Two other writers made particularly smart points: Kevin Drum of Mother Jones noted that where before we knew exactly where to find big ideas and how to discuss them, we're now in the middle of a massive media transition. That doesn't mean the big idea is dead, he said, it means it's headed somewhere new, and we don't know exactly where yet. And the Lab's Megan Garber pointed out that Gabler's vision of big ideas is closely tied to big media, buy Cephalexin online cod, but argued that those big ideas don't need big media to thrive. Instead, she said, "Increasingly, though, Cephalexin australia, uk, us, usa, the ideas that spark progress are collective, diffusive endeavors rather than the result (to the extent they ever were) of individual inspiration."

A paywall plan that understands online readers?: Reuters blogger Felix Salmon is already on record as a supporter of the New York Times' five-month-old paywall, and this week he detailed exactly why he thinks it's so effective. Cephalexin Price, Salmon likened the Times' metered model, with all of its leeway and potential workarounds, to a polite "Please keep off the grass" sign. He argued that contra the prevailing philosophy that readers won't pay for something they can get for free, the Times is betting that "the pleasure of reading its content will be enough to persuade a large number of people to pay.

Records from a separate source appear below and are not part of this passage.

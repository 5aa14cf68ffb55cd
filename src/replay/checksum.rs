//! Adler-32 style checksums of baked caves.
//!
//! Highscore files are named after the checksum of their caveset, so the
//! value only depends on the layout of the caves: element codes, never how
//! a theme draws them.
use crate::engine::CaveInstance;
use crate::types::SizeDeterminableCave;

const MOD_ADLER: u32 = 65521;

/// A running checksum. Feed it values, then read it with [Adler32::finish].
#[derive(Debug, Clone, Copy, PartialEq, Eq)]
pub struct Adler32 {
    a: u32,
    b: u32,
}

impl Default for Adler32 {
    fn default() -> Self {
        Adler32::new()
    }
}

impl Adler32 {
    #[allow(missing_docs)]
    pub fn new() -> Self {
        Adler32 { a: 1, b: 0 }
    }

    /// adds one value
    pub fn update(&mut self, value: u16) {
        self.a = (self.a + value as u32) % MOD_ADLER;
        self.b = (self.b + self.a) % MOD_ADLER;
    }

    /// adds the size and every cell of an instance, row by row
    pub fn update_instance(&mut self, instance: &CaveInstance) {
        self.update(instance.get_width() as u16);
        self.update(instance.get_height() as u16);
        for cell in instance.cells().iter() {
            self.update(cell.element.code());
        }
    }

    #[allow(missing_docs)]
    pub fn finish(&self) -> u32 {
        (self.b << 16) | self.a
    }
}

/// the checksum of a single instance
pub fn checksum(instance: &CaveInstance) -> u32 {
    let mut adler = Adler32::new();
    adler.update_instance(instance);
    adler.finish()
}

It’s a far more attractive model, and one which is much more likely to attract new young subscribers over the long term."

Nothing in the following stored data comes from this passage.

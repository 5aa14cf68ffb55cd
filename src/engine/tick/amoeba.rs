use super::Scan;
use crate::element::{Element, ExplosionKind, Sound};
use crate::engine::instance::AmoebaState;
use crate::engine::scheduling::CKDELAY_AMOEBA;
use crate::types::{Coordinate, Direction};
use rand::Rng;

impl Scan<'_> {
    /// Amoeba grows in to space and dirt around it. Once it is too big or has
    /// no room left, every cell of it turns in to something else.
    pub(super) fn amoeba(&mut self, pos: Coordinate, element: Element) {
        let index = if element == Element::Amoeba { 0 } else { 1 };
        self.cave.ckdelay += CKDELAY_AMOEBA;

        if element == Element::Amoeba2
            && Direction::MAIN
                .iter()
                .any(|d| self.get_dir(pos, *d) == Element::Amoeba)
        {
            self.explode(pos, ExplosionKind::Diamond);
            return;
        }

        let effects = &self.cave.effects;
        let tracker = if index == 0 {
            self.cave.amoeba
        } else {
            self.cave.amoeba2
        };
        let (too_big, enclosed) = if index == 0 {
            (effects.amoeba_too_big_to, effects.amoeba_enclosed_to)
        } else {
            (effects.amoeba2_too_big_to, effects.amoeba2_enclosed_to)
        };
        let probability = if tracker.time_left > 0 {
            effects.amoeba_growth_prob
        } else {
            effects.amoeba_fast_growth_prob
        };

        match tracker.state {
            AmoebaState::TooBig => self.store(pos, too_big),
            AmoebaState::Enclosed => self.store(pos, enclosed),
            AmoebaState::Sleeping => {}
            AmoebaState::Awake => {
                let consumes = |e: Element| e.properties().amoeba_consumes;
                if !self.amoeba_room[index]
                    && Direction::MAIN
                        .iter()
                        .any(|d| consumes(self.get_dir(pos, *d)))
                {
                    self.amoeba_room[index] = true;
                }
                if !self.rand_prob(probability) {
                    return;
                }
                // the neighbours are tried in turn from a random one on
                let first = self.cave.rng.gen_range(0..4);
                let dir = (0..4)
                    .map(|i| Direction::MAIN[(first + i) % 4])
                    .find(|d| consumes(self.get_dir(pos, *d)));
                if let Some(dir) = dir {
                    self.store_dir(pos, dir, element);
                    self.sound(Sound::Amoeba, pos);
                }
            }
        }
    }
}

In a follow-up post, buy cheap Cephalexin, Salmon explained why the Times' model is fundamentally different from the Financial Times' pay meter — it's not trying nearly as hard to keep non-subscribers away from its content. Venture capitalist Fred Wilson and Poynter's Jeff Sonderman agreed with Salmon's premise: Wilson praised the efficacy of getting paid after the fact rather than before, and Sonderman said the Times has discovered that convenience, duty, and appreciation are more compelling motivations than coercion. Cephalexin over the counter, There was one notable dissenter: GigaOM's Mathew Ingram, who took issue with the idea that the Times' plan has been successful, arguing instead that it's not growing the paper's online audience, but setting up digital sandbags to protect a declining print product. The plan "has virtually nothing to do with actually taking advantage of the digital world in any concrete way," Ingram wrote, Cephalexin Price. "It’s just charging people nickels and dimes for their paper, the way the NYT and other newspapers have for a century and a half or so."

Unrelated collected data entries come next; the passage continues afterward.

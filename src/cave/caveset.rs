use super::template::CaveTemplate;
use crate::engine::{bake, EngineConfig};
use crate::error::BakeError;
use crate::replay::{Adler32, HighScoreTable};
use crate::types::Level;
use fxhash::FxHashMap;
use serde::{Deserialize, Serialize};
use std::fmt;

/// Position of a cave in its caveset.
#[derive(Debug, Clone, Copy, PartialEq, Eq, Hash, Ord, PartialOrd, Serialize, Deserialize)]
pub struct CaveId(pub usize);

impl fmt::Display for CaveId {
    fn fmt(&self, f: &mut fmt::Formatter<'_>) -> fmt::Result {
        write!(f, "cave {}", self.0 + 1)
    }
}

/// An ordered collection of caves and what they share.
#[derive(Debug, Clone, PartialEq, Eq, Serialize, Deserialize)]
#[serde(default)]
pub struct CaveSet {
    #[allow(missing_docs)]
    pub name: String,
    #[allow(missing_docs)]
    pub author: String,
    #[allow(missing_docs)]
    pub description: String,
    #[allow(missing_docs)]
    pub date: String,
    /// lives at the start of a game
    pub initial_lives: u32,
    /// lives never go above this
    pub maximum_lives: u32,
    /// a life is given every time the score passes a multiple of this
    pub bonus_life_score: u32,
    #[allow(missing_docs)]
    pub highscores: HighScoreTable,
    caves: Vec<CaveTemplate>,
    /// key value pairs a loader did not understand
    pub tags: FxHashMap<String, String>,
}

impl Default for CaveSet {
    fn default() -> Self {
        CaveSet {
            name: "New caveset".to_string(),
            author: String::new(),
            description: String::new(),
            date: String::new(),
            initial_lives: 3,
            maximum_lives: 9,
            bonus_life_score: 500,
            highscores: HighScoreTable::default(),
            caves: Vec::new(),
            tags: FxHashMap::default(),
        }
    }
}

impl CaveSet {
    #[allow(missing_docs)]
    pub fn new(name: &str) -> Self {
        CaveSet {
            name: name.to_string(),
            ..CaveSet::default()
        }
    }

    /// appends a cave, returning where it went
    pub fn add_cave(&mut self, cave: CaveTemplate) -> CaveId {
        self.caves.push(cave);
        CaveId(self.caves.len() - 1)
    }

    /// Removes a cave. The caves after it move one place forward.
    pub fn remove_cave(&mut self, id: CaveId) -> Option<CaveTemplate> {
        if id.0 < self.caves.len() {
            Some(self.caves.remove(id.0))
        } else {
            None
        }
    }

    /// moves a cave to another position, false when either is out of range
    pub fn move_cave(&mut self, id: CaveId, new_index: usize) -> bool {
        if id.0 >= self.caves.len() || new_index >= self.caves.len() {
            return false;
        }
        let cave = self.caves.remove(id.0);
        self.caves.insert(new_index, cave);
        true
    }

    #[allow(missing_docs)]
    pub fn cave(&self, id: CaveId) -> Option<&CaveTemplate> {
        self.caves.get(id.0)
    }

    #[allow(missing_docs)]
    pub fn cave_mut(&mut self, id: CaveId) -> Option<&mut CaveTemplate> {
        self.caves.get_mut(id.0)
    }

    /// the caves in playing order
    pub fn caves(&self) -> impl Iterator<Item = (CaveId, &CaveTemplate)> {
        self.caves.iter().enumerate().map(|(i, c)| (CaveId(i), c))
    }

    #[allow(missing_docs)]
    pub fn len(&self) -> usize {
        self.caves.len()
    }

    #[allow(missing_docs)]
    pub fn is_empty(&self) -> bool {
        self.caves.is_empty()
    }

    /// Checksum of the whole set: every cave baked on level 1 with seed 0,
    /// all cells fed in to one running checksum. Used to name highscore files.
    pub fn checksum(&self, config: &EngineConfig) -> Result<u32, BakeError> {
        let mut adler = Adler32::new();
        for cave in self.caves.iter() {
            let instance = bake(cave, Level::ONE, 0, config)?;
            adler.update_instance(&instance);
        }
        Ok(adler.finish())
    }
}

News Corp.'s problems continue to grow: The damning information against News Corp. in the phone-hacking scandal at its former News of the World newspaper keeps on coming, Cephalexin no rx. This week, it was a four-year-old letter written by Clive Goodman, a reporter at the center of the scandal. In it, Goodman said that the hacking was discussed regularly at the paper and suggested that knowledge of it ran much deeper than News Corp. Cephalexin Price, has been insisting. Ordering Cephalexin online, Notably, News Corp. had submitted the letter to Parliament but redacted the incriminating parts.

With the new revelation, Slate's Jack Shafer wrote that "the scandal has grown too large for one or two willing Murdoch lieutenants or employees to stanch it by taking the fall." That impression has led many watchers to wonder, as the Guardian's Brian Cathcart did, if James Murdoch, Cephalexin recreational, Rupert's son, may be forced to resign. James responded late last week to Parliament's questions about his truthfulness in his testimony to them last month, and News Corp. is reportedly making plans in case he decides to step aside, Cephalexin Price.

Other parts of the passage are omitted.